■ Task statement ■
Please say how many lines in the records below contain the word "content", giving only the number.
*** Exercise input ***
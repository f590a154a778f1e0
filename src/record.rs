use crate::error::{KeyTallyError, KtResult};

pub const FIELD_COUNT: usize = 9;

pub const EXPECTED_HEADER_LINE: &str = "PARTICIPANT_ID\tTEST_SECTION_ID\tSENTENCE\tUSER_INPUT\tKEYSTROKE_ID\tPRESS_TIME\tRELEASE_TIME\tLETTER\tKEYCODE";

/// Key name substituted when the pressed key was a literal line feed.
pub const KEY_NAME_LITERAL_LF: &str = "LITERAL_LF";
/// Key name substituted when the pressed key was a literal tab.
pub const KEY_NAME_LITERAL_TAB: &str = "LITERAL_TAB";

/// One reconstructed keystroke event.
///
/// `key_name` and `key_code` never contain `\t` or `\n`; construction goes
/// through [`KeystrokeRecord::try_from_fields`].
#[derive(Debug, Clone, PartialEq, Eq)]
pub struct KeystrokeRecord {
    participant_id: String,
    test_section_id: String,
    sentence: String,
    user_input: String,
    keystroke_id: String,
    press_time: String,
    release_time: String,
    key_name: String,
    key_code: String,
}

impl KeystrokeRecord {
    /// Builds a record from fields in file order, rejecting a key name or key
    /// code that contains `\t` or `\n`.
    pub fn try_from_fields(fields: [String; FIELD_COUNT]) -> KtResult<Self> {
        let forbidden = |s: &str| s.contains('\n') || s.contains('\t');
        if forbidden(&fields[FIELD_COUNT - 2]) {
            return Err(KeyTallyError::Format(format!(
                "\\n or \\t in keyname: {:?}",
                fields
            )));
        }
        if forbidden(&fields[FIELD_COUNT - 1]) {
            return Err(KeyTallyError::Format(format!(
                "\\n or \\t in keycode: {:?}",
                fields
            )));
        }
        Ok(Self::from_array(fields))
    }

    fn from_array(fields: [String; FIELD_COUNT]) -> Self {
        let [participant_id, test_section_id, sentence, user_input, keystroke_id, press_time, release_time, key_name, key_code] =
            fields;
        Self {
            participant_id,
            test_section_id,
            sentence,
            user_input,
            keystroke_id,
            press_time,
            release_time,
            key_name,
            key_code,
        }
    }

    pub fn participant_id(&self) -> &str {
        &self.participant_id
    }

    pub fn test_section_id(&self) -> &str {
        &self.test_section_id
    }

    pub fn sentence(&self) -> &str {
        &self.sentence
    }

    pub fn user_input(&self) -> &str {
        &self.user_input
    }

    pub fn keystroke_id(&self) -> &str {
        &self.keystroke_id
    }

    pub fn press_time(&self) -> &str {
        &self.press_time
    }

    pub fn release_time(&self) -> &str {
        &self.release_time
    }

    pub fn key_name(&self) -> &str {
        &self.key_name
    }

    pub fn key_code(&self) -> &str {
        &self.key_code
    }

    /// Fields in file order.
    pub fn fields(&self) -> [&str; FIELD_COUNT] {
        [
            &self.participant_id,
            &self.test_section_id,
            &self.sentence,
            &self.user_input,
            &self.keystroke_id,
            &self.press_time,
            &self.release_time,
            &self.key_name,
            &self.key_code,
        ]
    }
}
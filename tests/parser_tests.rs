use keytally::error::KeyTallyError;
use keytally::parser::KeystrokeReader;
use keytally::record::{KeystrokeRecord, EXPECTED_HEADER_LINE};
use rstest::rstest;
use std::io::Cursor;

const HEADER: &str = EXPECTED_HEADER_LINE;

fn reader(body: &str) -> Result<KeystrokeReader<Cursor<Vec<u8>>>, KeyTallyError> {
    KeystrokeReader::new(Cursor::new(body.as_bytes().to_vec()))
}

fn parse_all(body: &str) -> Result<Vec<KeystrokeRecord>, KeyTallyError> {
    reader(body)?.collect()
}

fn file(lines: &[&str]) -> String {
    let mut s = String::from(HEADER);
    s.push('\n');
    for line in lines {
        s.push_str(line);
        s.push('\n');
    }
    s
}

// --- NORMAL ROWS ---

#[test]
fn test_normal_rows_pass_through_unchanged() {
    let rows = [
        "5\t101\tthe cat\tthe cat\t1\t1473275784123\t1473275784200\tt\t84",
        "5\t101\tthe cat\tthe cat\t2\t1473275784300\t1473275784390\tSHIFT\t16",
    ];
    let records = parse_all(&file(&rows)).unwrap();

    assert_eq!(records.len(), 2);
    for (record, row) in records.iter().zip(rows) {
        let expected: Vec<&str> = row.split('\t').collect();
        assert_eq!(record.fields().to_vec(), expected);
    }
    assert_eq!(records[0].participant_id(), "5");
    assert_eq!(records[0].test_section_id(), "101");
    assert_eq!(records[0].sentence(), "the cat");
    assert_eq!(records[0].user_input(), "the cat");
    assert_eq!(records[0].keystroke_id(), "1");
    assert_eq!(records[0].press_time(), "1473275784123");
    assert_eq!(records[0].release_time(), "1473275784200");
    assert_eq!(records[1].key_name(), "SHIFT");
    assert_eq!(records[1].key_code(), "16");
}

#[test]
fn test_header_only_file_yields_nothing() {
    assert!(parse_all(&file(&[])).unwrap().is_empty());
}

#[test]
fn test_crlf_file_parses_like_lf() {
    let body = format!("{}\r\n1\t2\ts\tu\t3\t10\t20\te\t69\r\n", HEADER);
    let records = parse_all(&body).unwrap();
    assert_eq!(records.len(), 1);
    assert_eq!(records[0].key_code(), "69");
}

#[test]
fn test_latin1_bytes_are_decoded() {
    let mut bytes = format!("{}\n1\t2\ts\tu\t3\t10\t20\t", HEADER).into_bytes();
    bytes.push(0xE9);
    bytes.extend_from_slice(b"\t233\n");
    let records = KeystrokeReader::new(Cursor::new(bytes))
        .unwrap()
        .collect::<Result<Vec<_>, _>>()
        .unwrap();
    assert_eq!(records[0].key_name(), "\u{e9}");
}

// --- HEADER ---

#[rstest]
#[case::trailing_space(format!("{} ", HEADER))]
#[case::reordered(HEADER.replace("LETTER\tKEYCODE", "KEYCODE\tLETTER"))]
#[case::lowercase(HEADER.to_lowercase())]
#[case::leading_space(format!(" {}", HEADER))]
#[case::empty(String::new())]
fn test_header_mismatch_is_rejected(#[case] header: String) {
    let body = format!("{}\n1\t2\ts\tu\t3\t10\t20\te\t69\n", header);
    let err = reader(&body).err().expect("header must be rejected");
    assert!(err.is_format());
    assert_eq!(err.line(), Some(1));
    assert!(err.to_string().contains("unexpected header line"));
}

#[test]
fn test_empty_stream_is_rejected() {
    let err = reader("").err().expect("missing header");
    assert!(err.is_format());
    assert_eq!(err.line(), Some(1));
}

// --- LITERAL LF RECOVERY ---

#[test]
fn test_literal_lf_merges_continuation_line() {
    let body = file(&[
        "7\t1\tab\tab\t9\t100\t110\t",
        "\t13",
        "7\t1\tab\tab\t10\t200\t210\tb\t66",
    ]);
    let records = parse_all(&body).unwrap();

    assert_eq!(records.len(), 2);
    assert_eq!(records[0].key_name(), "LITERAL_LF");
    assert_eq!(records[0].key_code(), "13");
    assert_eq!(records[0].keystroke_id(), "9");
    assert_eq!(records[0].release_time(), "110");
    assert_eq!(records[1].key_name(), "b");
}

#[test]
fn test_literal_lf_advances_line_count_by_two() {
    let body = file(&["7\t1\tab\tab\t9\t100\t110\t", "\t13", "garbage"]);
    let mut it = reader(&body).unwrap();

    let first = it.next().unwrap().unwrap();
    assert_eq!(first.key_name(), "LITERAL_LF");
    assert_eq!(it.line_index(), 3);

    let err = it.next().unwrap().unwrap_err();
    assert_eq!(err.line(), Some(4));
    assert!(it.next().is_none(), "sequence ends after an error");
}

#[test]
fn test_literal_lf_at_end_of_file_is_truncation() {
    let body = file(&["7\t1\tab\tab\t9\t100\t110\t"]);
    let err = parse_all(&body).unwrap_err();
    assert!(err.is_format());
    // Counter moves past the missing continuation line before failing.
    assert_eq!(err.line(), Some(3));
}

#[rstest]
#[case::continuation_too_wide("\t13\textra")]
#[case::continuation_too_narrow("13")]
#[case::slot_occupied("x\t13")]
fn test_literal_lf_bad_continuation(#[case] continuation: &str) {
    let body = file(&["7\t1\tab\tab\t9\t100\t110\t", continuation]);
    let err = parse_all(&body).unwrap_err();
    assert!(err.is_format());
    assert_eq!(err.line(), Some(3));
}

#[test]
fn test_literal_lf_first_half_with_occupied_slot() {
    let body = file(&["7\t1\tab\tab\t9\t100\t110\tq", "\t13"]);
    let err = parse_all(&body).unwrap_err();
    assert!(err.is_format());
    assert!(err.to_string().contains("unexpected format"));
}

// --- LITERAL TAB RECOVERY ---

#[test]
fn test_literal_tab_collapses_extra_column() {
    let body = file(&["3\t4\ta b\ta b\t5\t100\t150\t\t\t9"]);
    let records = parse_all(&body).unwrap();

    assert_eq!(records.len(), 1);
    assert_eq!(records[0].key_name(), "LITERAL_TAB");
    assert_eq!(records[0].key_code(), "9");
    assert_eq!(records[0].sentence(), "a b");
}

#[rstest]
#[case::slot7("3\t4\ts\tu\t5\t100\t150\tx\t\t9")]
#[case::slot8("3\t4\ts\tu\t5\t100\t150\t\tx\t9")]
fn test_literal_tab_with_occupied_slots_fails(#[case] row: &str) {
    let err = parse_all(&file(&[row])).unwrap_err();
    assert!(err.is_format());
    assert_eq!(err.line(), Some(2));
}

// --- ABNORMAL ROWS ---

#[rstest]
#[case::one_field("lonely")]
#[case::seven_fields("1\t2\t3\t4\t5\t6\t7")]
#[case::eleven_fields("1\t2\t3\t4\t5\t6\t7\t8\t9\t10\t11")]
#[case::empty_line("")]
fn test_unexpected_field_count_reports_line(#[case] row: &str) {
    let body = file(&["1\t2\ts\tu\t3\t10\t20\te\t69", row]);
    let mut it = reader(&body).unwrap();

    assert!(it.next().unwrap().is_ok());
    let err = it.next().unwrap().unwrap_err();
    assert!(err.is_format());
    assert_eq!(err.line(), Some(3));
    assert!(err.to_string().starts_with("line: 3, "));
    assert!(err.to_string().contains("unexpected format"));
}

#[test]
fn test_lone_cr_inside_key_name_splits_the_record() {
    // Text-mode reading treats CR as a line break, which yields the LF shape.
    let body = format!("{}\n7\t1\tab\tab\t9\t100\t110\t\r\t13\n", HEADER);
    let records = parse_all(&body).unwrap();
    assert_eq!(records.len(), 1);
    assert_eq!(records[0].key_name(), "LITERAL_LF");
}

#[test]
fn test_error_preserves_inner_kind() {
    let err = parse_all(&file(&["a\tb"])).unwrap_err();
    match &err {
        KeyTallyError::AtLine { line, source } => {
            assert_eq!(*line, 2);
            assert!(matches!(**source, KeyTallyError::Format(_)));
        }
        other => panic!("expected AtLine, got {:?}", other),
    }
}
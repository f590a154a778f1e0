use crate::error::{KeyTallyError, KtResult};
use crate::export::is_ngram_file_name;
use clap::{parser::ValueSource, ArgMatches, Args};
use serde::{Deserialize, Serialize};
use std::fs;
use std::path::{Path, PathBuf};

pub const DEFAULT_PROGRESS_INTERVAL: usize = 1000;
pub const DEFAULT_MAX_SAMPLE_LENGTH: usize = 256;
pub const DEFAULT_OUTPUT_NAME: &str = "dfko.tsv";

#[derive(Args, Debug, Clone, Serialize, Deserialize)]
#[serde(default)]
pub struct RunConfig {
    /// Print a progress dot to stderr after this many files (0 disables).
    #[arg(long, default_value_t = DEFAULT_PROGRESS_INTERVAL)]
    pub progress_interval: usize,

    /// Longest sample text written to the n-gram files, in characters.
    #[arg(long, default_value_t = DEFAULT_MAX_SAMPLE_LENGTH)]
    pub max_sample_length: usize,

    /// File name of the key frequency table inside the destination directory.
    #[arg(long, default_value = DEFAULT_OUTPUT_NAME)]
    pub output_name: String,

    /// Show the N most frequent pairs as a table on stdout (0 disables).
    #[arg(long, default_value_t = 0)]
    pub top: usize,
}

impl Default for RunConfig {
    fn default() -> Self {
        Self {
            progress_interval: DEFAULT_PROGRESS_INTERVAL,
            max_sample_length: DEFAULT_MAX_SAMPLE_LENGTH,
            output_name: DEFAULT_OUTPUT_NAME.to_string(),
            top: 0,
        }
    }
}

impl RunConfig {
    pub fn load_from_file<P: AsRef<Path>>(path: P) -> KtResult<Self> {
        let path = path.as_ref();
        let content = fs::read_to_string(path).map_err(|e| {
            KeyTallyError::Config(format!("failed to read '{}': {}", path.display(), e))
        })?;
        let config: Self = serde_json::from_str(&content)?;
        config.validate()?;
        Ok(config)
    }

    /// Copies values the user typed on the command line over file values.
    pub fn merge_from_cli(&mut self, cli: &RunConfig, matches: &ArgMatches) {
        macro_rules! update_if_present {
            ($field:ident, $arg_name:expr) => {
                if matches.value_source($arg_name) == Some(ValueSource::CommandLine) {
                    self.$field = cli.$field.clone();
                }
            };
        }

        update_if_present!(progress_interval, "progress_interval");
        update_if_present!(max_sample_length, "max_sample_length");
        update_if_present!(output_name, "output_name");
        update_if_present!(top, "top");
    }

    pub fn validate(&self) -> KtResult<()> {
        if self.max_sample_length == 0 {
            return Err(KeyTallyError::Config(
                "max_sample_length must be at least 1".into(),
            ));
        }
        let name = Path::new(&self.output_name);
        if self.output_name.is_empty() || name.file_name() != Some(name.as_os_str()) {
            return Err(KeyTallyError::Config(format!(
                "output_name must be a plain file name, got '{}'",
                self.output_name
            )));
        }
        if is_ngram_file_name(&self.output_name) {
            return Err(KeyTallyError::Config(format!(
                "output_name '{}' collides with the n-gram output files",
                self.output_name
            )));
        }
        Ok(())
    }
}

/// Expands a leading `~` and makes the path absolute, resolving symlinks when
/// the path exists.
pub fn resolve_path(raw: &str) -> PathBuf {
    let expanded = match raw.strip_prefix('~') {
        Some(rest) if rest.is_empty() || rest.starts_with('/') => match dirs::home_dir() {
            Some(home) => home.join(rest.trim_start_matches('/')),
            None => PathBuf::from(raw),
        },
        _ => PathBuf::from(raw),
    };
    fs::canonicalize(&expanded)
        .or_else(|_| std::path::absolute(&expanded))
        .unwrap_or(expanded)
}
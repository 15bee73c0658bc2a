//! CLI command implementations.

pub mod crew;
pub mod migrate;
pub mod seed;

use thiserror::Error;

/// Errors shared by CLI commands.
#[derive(Debug, Error)]
pub enum CliError {
    #[error("Missing environment variable: {0}")]
    MissingEnvVar(&'static str),

    #[error("Database error: {0}")]
    Database(#[from] sqlx::Error),

    #[error("Migration error: {0}")]
    Migration(#[from] sqlx::migrate::MigrateError),

    #[error("Invalid input: {0}")]
    InvalidInput(String),

    #[error("Password hashing failed")]
    PasswordHash,
}

/// Resolve the database URL from the environment.
///
/// Prefers the generic `DATABASE_URL`; falls back to `PORTAL_DATABASE_URL`
/// (both binaries share one database).
pub fn database_url() -> Result<String, CliError> {
    dotenvy::dotenv().ok();

    std::env::var("DATABASE_URL")
        .or_else(|_| std::env::var("PORTAL_DATABASE_URL"))
        .map_err(|_| CliError::MissingEnvVar("DATABASE_URL (or PORTAL_DATABASE_URL)"))
}
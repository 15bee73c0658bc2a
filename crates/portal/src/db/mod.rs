//! Database operations for the portal.
//!
//! # Tables
//!
//! - `crew` - Crew accounts (argon2 password hashes)
//! - `pickup` - Scheduled and completed pickups
//! - `zip_assignment` - ZIP-prefix routing rules
//! - `sms_template` - Notification templates
//! - `session` - Tower-sessions storage
//!
//! # Migrations
//!
//! Migrations are stored in `crates/portal/migrations/` and run via:
//! ```bash
//! cargo run -p curbside-cli -- migrate
//! ```

pub mod crews;
pub mod pickups;
pub mod store;

use std::time::Duration;

use secrecy::ExposeSecret;
use sqlx::PgPool;
use sqlx::postgres::PgPoolOptions;
use thiserror::Error;

pub use crews::CrewRepository;
pub use pickups::PickupRepository;
pub use store::PgScheduleStore;

/// Errors that can occur during repository operations.
#[derive(Debug, Error)]
pub enum RepositoryError {
    /// Database error from sqlx.
    #[error("database error: {0}")]
    Database(#[from] sqlx::Error),

    /// Data in the database is corrupted or invalid.
    #[error("data corruption: {0}")]
    DataCorruption(String),

    /// Requested entity was not found.
    #[error("not found")]
    NotFound,

    /// Constraint violation (e.g., unique email).
    #[error("constraint violation: {0}")]
    Conflict(String),
}

/// Create a `PostgreSQL` connection pool with sensible defaults.
///
/// # Arguments
///
/// * `database_url` - `PostgreSQL` connection string (wrapped in `SecretString`)
///
/// # Errors
///
/// Returns `sqlx::Error` if the connection cannot be established.
pub async fn create_pool(database_url: &secrecy::SecretString) -> Result<PgPool, sqlx::Error> {
    PgPoolOptions::new()
        .max_connections(10)
        .min_connections(2)
        .acquire_timeout(Duration::from_secs(10))
        .connect(database_url.expose_secret())
        .await
}
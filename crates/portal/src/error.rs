//! Unified error handling with Sentry integration.
//!
//! Provides a unified `AppError` type that captures server-fault errors to
//! Sentry before responding to the client. All route handlers return
//! `Result<T, AppError>`.

use axum::{
    Json,
    http::StatusCode,
    response::{IntoResponse, Response},
};
use serde_json::json;
use thiserror::Error;

use curbside_core::scheduling::{FieldError, SchedulingError};

use crate::db::RepositoryError;
use crate::services::auth::AuthError;

/// Application-level error type for the portal.
#[derive(Debug, Error)]
pub enum AppError {
    /// Database operation failed.
    #[error("Database error: {0}")]
    Database(RepositoryError),

    /// Request input failed validation; carries field-level detail.
    #[error("Validation error")]
    Validation(Vec<FieldError>),

    /// Resource not found (or not owned by the caller - indistinguishable).
    #[error("Not found: {0}")]
    NotFound(String),

    /// Caller is not authenticated.
    #[error("Unauthorized: {0}")]
    Unauthorized(String),

    /// Internal server error.
    #[error("Internal error: {0}")]
    Internal(String),
}

impl From<RepositoryError> for AppError {
    fn from(err: RepositoryError) -> Self {
        match err {
            RepositoryError::NotFound => Self::NotFound("resource".to_string()),
            other => Self::Database(other),
        }
    }
}

impl From<SchedulingError> for AppError {
    fn from(err: SchedulingError) -> Self {
        match err {
            SchedulingError::Validation(errors) => Self::Validation(errors),
            SchedulingError::NotFound => Self::NotFound("pickup".to_string()),
            SchedulingError::Store(e) => Self::Internal(e.to_string()),
        }
    }
}

impl From<AuthError> for AppError {
    fn from(err: AuthError) -> Self {
        match err {
            AuthError::InvalidCredentials => Self::Unauthorized("Invalid credentials".to_string()),
            AuthError::Repository(e) => e.into(),
        }
    }
}

impl IntoResponse for AppError {
    fn into_response(self) -> Response {
        // Capture server errors to Sentry
        if matches!(self, Self::Database(_) | Self::Internal(_)) {
            let event_id = sentry::capture_error(&self);
            tracing::error!(
                error = %self,
                sentry_event_id = %event_id,
                "Request error"
            );
        }

        let status = match &self {
            Self::Database(_) | Self::Internal(_) => StatusCode::INTERNAL_SERVER_ERROR,
            Self::Validation(_) => StatusCode::BAD_REQUEST,
            Self::NotFound(_) => StatusCode::NOT_FOUND,
            Self::Unauthorized(_) => StatusCode::UNAUTHORIZED,
        };

        // Don't expose internal error details to clients
        let body = match &self {
            Self::Database(_) | Self::Internal(_) => json!({
                "message": "Internal server error",
            }),
            Self::Validation(errors) => json!({
                "message": "Validation error",
                "errors": errors,
            }),
            Self::NotFound(what) => json!({
                "message": format!("{what} not found"),
            }),
            Self::Unauthorized(message) => json!({
                "message": message,
            }),
        };

        (status, Json(body)).into_response()
    }
}

/// Result type alias for `AppError`.
pub type Result<T> = std::result::Result<T, AppError>;

#[cfg(test)]
mod tests {
    use super::*;

    fn get_status(err: AppError) -> StatusCode {
        err.into_response().status()
    }

    #[test]
    fn test_app_error_status_codes() {
        assert_eq!(
            get_status(AppError::NotFound("pickup".to_string())),
            StatusCode::NOT_FOUND
        );
        assert_eq!(
            get_status(AppError::Unauthorized("Invalid credentials".to_string())),
            StatusCode::UNAUTHORIZED
        );
        assert_eq!(
            get_status(AppError::Validation(vec![FieldError::new(
                "address",
                "too short"
            )])),
            StatusCode::BAD_REQUEST
        );
        assert_eq!(
            get_status(AppError::Internal("test".to_string())),
            StatusCode::INTERNAL_SERVER_ERROR
        );
    }

    #[test]
    fn test_scheduling_not_found_maps_to_404() {
        let err: AppError = SchedulingError::NotFound.into();
        assert_eq!(get_status(err), StatusCode::NOT_FOUND);
    }

    #[test]
    fn test_invalid_credentials_maps_to_401() {
        let err: AppError = AuthError::InvalidCredentials.into();
        assert_eq!(get_status(err), StatusCode::UNAUTHORIZED);
    }
}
*** End of Exercise input ***
■ Answer to the exercise ■
2